▶ **Problem to solve**: Nothing but the lines holding the string "BusEntry" should appear in the answer. Copy them from the entries.

━━━ Materials provided

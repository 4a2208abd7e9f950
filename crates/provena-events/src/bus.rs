//! Event bus transport seam.
//!
//! The object-safe `EventBus` trait carries fully-built entries so the
//! publisher can stay generic over event types while backends stay
//! swappable behind `Arc<dyn EventBus>`.

use async_trait::async_trait;
use chrono::{DateTime, Utc};
use tokio::sync::Mutex;

use crate::config::EventBusConfig;
use crate::error::EventError;

/// A fully-built bus entry ready for transport.
#[derive(Debug, Clone, PartialEq, Eq)]
pub struct BusEntry {
    /// Name or ARN of the target bus.
    pub bus_name: String,
    /// Detail-type label.
    pub detail_type: String,
    /// Source identifier.
    pub source: String,
    /// JSON-encoded payload.
    pub detail: String,
    /// Entry timestamp.
    pub time: DateTime<Utc>,
}

/// Trait that all event bus transports must implement.
#[async_trait]
pub trait EventBus: Send + Sync {
    /// Put a single entry onto the bus.
    async fn put_event(&self, entry: BusEntry) -> Result<(), EventError>;

    /// Return the transport type name for logging/diagnostics.
    fn bus_type(&self) -> &'static str;
}

// ── EventBridge transport ────────────────────────────────────────────────

/// Event bus transport backed by AWS EventBridge.
#[derive(Debug)]
pub struct EventBridgeBus {
    client: aws_sdk_eventbridge::Client,
}

impl EventBridgeBus {
    /// Create a transport from an already-loaded SDK configuration.
    pub fn new(sdk_config: &aws_config::SdkConfig) -> Self {
        Self {
            client: aws_sdk_eventbridge::Client::new(sdk_config),
        }
    }

    /// Create a transport from ambient credentials, honoring the config's
    /// region override.
    pub async fn from_config(config: &EventBusConfig) -> Self {
        let mut loader = aws_config::from_env();
        if let Some(region) = &config.region {
            loader = loader.region(aws_config::Region::new(region.clone()));
        }
        let sdk_config = loader.load().await;

        tracing::info!(
            bus = %config.bus_name,
            region = ?sdk_config.region(),
            "EventBridge transport initialized"
        );

        Self::new(&sdk_config)
    }
}

#[async_trait]
impl EventBus for EventBridgeBus {
    async fn put_event(&self, entry: BusEntry) -> Result<(), EventError> {
        let BusEntry {
            bus_name,
            detail_type,
            source,
            detail,
            time,
        } = entry;

        let request_entry = aws_sdk_eventbridge::types::PutEventsRequestEntry::builder()
            .event_bus_name(bus_name.clone())
            .detail_type(detail_type)
            .source(source)
            .detail(detail)
            .time(aws_sdk_eventbridge::primitives::DateTime::from_millis(
                time.timestamp_millis(),
            ))
            .build();

        let result = self
            .client
            .put_events()
            .entries(request_entry)
            .send()
            .await
            .map_err(|e| EventError::PublishFailed {
                bus: bus_name.clone(),
                cause: format!("PutEvents call failed: {e}"),
            })?;

        // A 200 from PutEvents can still carry per-entry failures
        if result.failed_entry_count() != 0 {
            let cause = result
                .entries()
                .iter()
                .find_map(|e| e.error_message().map(String::from))
                .unwrap_or_else(|| "unknown entry failure".to_string());
            return Err(EventError::EntryRejected { bus: bus_name, cause });
        }

        Ok(())
    }

    fn bus_type(&self) -> &'static str {
        "eventbridge"
    }
}

// ── Recording transport for tests ────────────────────────────────────────

/// In-memory transport that records every entry it receives.
#[derive(Debug, Default)]
pub struct RecordingEventBus {
    entries: Mutex<Vec<BusEntry>>,
    fail_puts: bool,
}

impl RecordingEventBus {
    /// Create an empty recording transport.
    #[must_use]
    pub fn new() -> Self {
        Self::default()
    }

    /// Make every `put_event` call fail.
    #[must_use]
    pub fn failing(mut self) -> Self {
        self.fail_puts = true;
        self
    }

    /// Entries received so far, in call order.
    pub async fn entries(&self) -> Vec<BusEntry> {
        self.entries.lock().await.clone()
    }
}

#[async_trait]
impl EventBus for RecordingEventBus {
    async fn put_event(&self, entry: BusEntry) -> Result<(), EventError> {
        if self.fail_puts {
            return Err(EventError::PublishFailed {
                bus: entry.bus_name,
                cause: "simulated publish failure".to_string(),
            });
        }
        self.entries.lock().await.push(entry);
        Ok(())
    }

    fn bus_type(&self) -> &'static str {
        "recording"
    }
}

#[cfg(test)]
mod tests {
    use super::*;

    fn entry() -> BusEntry {
        BusEntry {
            bus_name: "bus-superadmin-create-tenan".to_string(),
            detail_type: "Message".to_string(),
            source: "provision-api".to_string(),
            detail: r#"{"tenantResourceName":"acme_demo_customer"}"#.to_string(),
            time: Utc::now(),
        }
    }

    #[tokio::test]
    async fn test_recording_bus_records() {
        let bus = RecordingEventBus::new();
        bus.put_event(entry()).await.unwrap();

        let entries = bus.entries().await;
        assert_eq!(entries.len(), 1);
        assert_eq!(entries[0].detail_type, "Message");
    }

    #[tokio::test]
    async fn test_recording_bus_failure_injection() {
        let bus = RecordingEventBus::new().failing();
        let err = bus.put_event(entry()).await.unwrap_err();
        assert!(err.is_transient());
        assert!(bus.entries().await.is_empty());
    }
}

━━━━━━

▶ **Solved exercise**:
pub struct BusEntry {
    async fn put_event(&self, entry: BusEntry) -> Result<(), EventError>;
    async fn put_event(&self, entry: BusEntry) -> Result<(), EventError> {
        let BusEntry {
    entries: Mutex<Vec<BusEntry>>,
    pub async fn entries(&self) -> Vec<BusEntry> {
    async fn put_event(&self, entry: BusEntry) -> Result<(), EventError> {
    fn entry() -> BusEntry {
        BusEntry {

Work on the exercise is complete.